A conformation-specific interhelical salt bridge in the K+ binding site of gastric H,K-ATPase

Abstract

Homology modeling of gastric H, K-ATPase based on the E-2 model of sarcoplasmic reticulum Ca2+-ATPase (Toyoshima, C., and Nomura, H. (2002) Nature 392, 835-839) revealed the presence of a single high-affinity binding site for K+ and an E-2 form-specific salt bridge between Glu(820) (M6) and Lys(791) (M5). In the E820Q mutant this salt bridge is no longer possible, and the head group of Lys791, together with a water molecule, fills the position of the K+ ion and apparently mimics the K+-filled cation binding pocket. This gives an explanation for the K+-independent ATPase activity and dephosphorylation step of the E820Q mutant (Swarts, H. G. P., Hermsen, H. P. H., Koenderink, J. B., Schuurmans Stekhoven, F. M. A. H., and De Pont, J. J. H. H. M. ( 1998) EMBO J. 17, 3029 - 3035) and, indirectly, for its E-1 preference.
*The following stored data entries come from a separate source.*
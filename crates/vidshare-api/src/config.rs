//! API configuration.

/// API server configuration.
#[derive(Debug, Clone)]
pub struct ApiConfig {
    /// Server host
    pub host: String,
    /// Server port
    pub port: u16,
    /// CORS origins
    pub cors_origins: Vec<String>,
    /// Max request body size (uploads are whole video files)
    pub max_body_size: usize,
}

impl Default for ApiConfig {
    fn default() -> Self {
        Self {
            host: "0.0.0.0".to_string(),
            port: 8000,
            cors_origins: vec!["*".to_string()],
            max_body_size: 512 * 1024 * 1024, // 512MB
        }
    }
}

impl ApiConfig {
    /// Create config from environment variables.
    pub fn from_env() -> Self {
        Self {
            host: std::env::var("API_HOST").unwrap_or_else(|_| "0.0.0.0".to_string()),
            port: std::env::var("API_PORT")
                .ok()
                .and_then(|s| s.parse().ok())
                .unwrap_or(8000),
            cors_origins: std::env::var("CORS_ORIGINS")
                .map(|s| s.split(',').map(|s| s.trim().to_string()).collect())
                .unwrap_or_else(|_| vec!["*".to_string()]),
            max_body_size: std::env::var("MAX_BODY_SIZE")
                .ok()
                .and_then(|s| s.parse().ok())
                .unwrap_or(512 * 1024 * 1024),
        }
    }
}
The model is strongly supported by a series of reported mutagenesis studies on charged and polar amino acid residues in the membrane domain. To further test this model, Lys(791) was mutated alone and in combination with other crucial residues. In the K791A mutant, the K+ affinity was markedly reduced without altering the E-2 preference of the enzyme. The K791A mutation prevented, in contrast to the K791R mutation, the spontaneous dephosphorylation of the E820Q mutant as well as its conformational equilibrium change toward E-1. This indicates that the salt bridge is essential for high-affinity K+ binding and the E-2 preference of H,K-ATPase. Moreover, its breakage (E820Q) can generate a K+-insensitive activity and an E-1 preference. In addition, the study gives a molecular explanation for the electroneutrality of H, K-ATPases.